Measurement Study of Metal Melting Liquid Scintillator Concentration

Vol. 63, No. 9, September 2013, pp. 1019∼1022

New Physics: Sae Mulli, DOI: 10.3938/NPSM.63.1019

Measurement Study of Metal Melting Liquid Scintillator Concentration

Sun Heang So · Kyung Kwang Joo ^∗

Institute for Universe & Elementary Particles, Department of Physics, Chonnam National University, Gwangju 500-757, Korea

(Received 9 July 2013 : revised 15 July 2013 : accepted 11 September 2013)

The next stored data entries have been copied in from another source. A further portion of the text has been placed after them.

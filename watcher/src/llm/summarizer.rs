use async_trait::async_trait;
use tracing::{info, warn};

use super::{LlmProvider, LlmRequest};
use crate::digest::{LinkSummarizer, Summarizer};
use crate::model::Item;

/// Summarizes a group of items through an LLM, one short bullet per item.
/// Any provider failure or empty answer degrades to plain links.
pub struct LlmSummarizer<P: LlmProvider> {
    provider: P,
}

impl<P: LlmProvider> LlmSummarizer<P> {
    pub fn new(provider: P) -> Self {
        Self { provider }
    }

    async fn try_summarize(&self, items: &[Item]) -> anyhow::Result<Vec<String>> {
        let request = LlmRequest {
            prompt: build_prompt(items),
            max_tokens: None,
            temperature: Some(0.2),
            timeout_seconds: None,
        };
        let response = self.provider.generate(request).await?;
        info!(
            "LLM summarization: {} items, {} tokens ({})",
            items.len(),
            response.usage.total_tokens,
            response.model
        );
        Ok(parse_bullets(&response.content))
    }
}

#[async_trait]
impl<P: LlmProvider> Summarizer for LlmSummarizer<P> {
    async fn summarize(&self, items: &[Item]) -> anyhow::Result<Vec<String>> {
        match self.try_summarize(items).await {
            Ok(bullets) if !bullets.is_empty() => Ok(bullets),
            Ok(_) => {
                warn!("LLM returned no bullets, falling back to links");
                Ok(LinkSummarizer::bullets(items))
            }
            Err(e) => {
                warn!("LLM summarization failed: {}, falling back to links", e);
                Ok(LinkSummarizer::bullets(items))
            }
        }
    }
}

pub fn build_prompt(items: &[Item]) -> String {
    let lines: Vec<String> = items
        .iter()
        .map(|it| format!("- [{}]({})", it.title, it.url))
        .collect();
    format!(
        "Summarize each line to at most 20 words, keep one bullet per line. \
         Preserve links in [title](url) Markdown.\n\n{}",
        lines.join("\n")
    )
}

/// One bullet per non-blank line, list markers stripped.
pub fn parse_bullets(text: &str) -> Vec<String> {
    text.lines()
        .map(|line| line.trim().trim_start_matches(['-', '*', '•']).trim())
        .filter(|line| !line.is_empty())
        .map(str::to_string)
        .collect()
}

#[cfg(test)]
mod tests {
    use super::*;
    use crate::llm::{LlmResponse, UsageMetadata};
    use crate::model::{Category, Source};

    struct Canned(anyhow::Result<String>);

    #[async_trait]
    impl LlmProvider for Canned {
        async fn generate(&self, _request: LlmRequest) -> anyhow::Result<LlmResponse> {
            match &self.0 {
                Ok(content) => Ok(LlmResponse {
                    content: content.clone(),
                    usage: UsageMetadata::default(),
                    model: "canned".to_string(),
                }),
                Err(e) => anyhow::bail!("{}", e),
            }
        }
    }

    fn items() -> Vec<Item> {
        let src = Source::feed("Acme", Category::Release, "https://acme.example/feed");
        vec![
            Item::new(&src, "v2.0", "https://acme.example/v2"),
            Item::new(&src, "v2.1", "https://acme.example/v2.1"),
        ]
    }

    #[test]
    fn prompt_lists_items_as_links() {
        let prompt = build_prompt(&items());
        assert!(prompt.contains("at most 20 words"));
        assert!(prompt.contains("- [v2.0](https://acme.example/v2)\n- [v2.1](https://acme.example/v2.1)"));
    }

    #[test]
    fn bullets_are_stripped_and_blank_lines_dropped() {
        let text = "- [v2.0](u) adds rockets\n\n  * [v2.1](v) fixes rockets  \n";
        assert_eq!(
            parse_bullets(text),
            vec!["[v2.0](u) adds rockets", "[v2.1](v) fixes rockets"]
        );
    }

    #[tokio::test]
    async fn uses_model_output() {
        let summarizer = LlmSummarizer::new(Canned(Ok("- one\n- two".to_string())));
        let bullets = summarizer.summarize(&items()).await.unwrap();
        assert_eq!(bullets, vec!["one", "two"]);
    }

    #[tokio::test]
    async fn failure_and_empty_answer_fall_back_to_links() {
        let expected = LinkSummarizer::bullets(&items());

        let failing = LlmSummarizer::new(Canned(Err(anyhow::anyhow!("503"))));
        assert_eq!(failing.summarize(&items()).await.unwrap(), expected);

        let blank = LlmSummarizer::new(Canned(Ok("  \n ".to_string())));
        assert_eq!(blank.summarize(&items()).await.unwrap(), expected);
    }
}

For detecting neutrinos from a nuclear power plant, we use the inverse-beta-decay reaction which a positron and a neutron after a neutrino collision with a target. We melt Gd in a liquid scintillator in order to extend the neutron-capture cross section area. For a neutrino experiment to be successful, know the exact Gd concentration and maintain that concentration are important. To do that, we measure the Gd concentration by EDTA (Ethylene Diamine Tetra Acetic acid) and PGAA (Prompt gamma neutron activation analysis) methods and use standard samples for calibration.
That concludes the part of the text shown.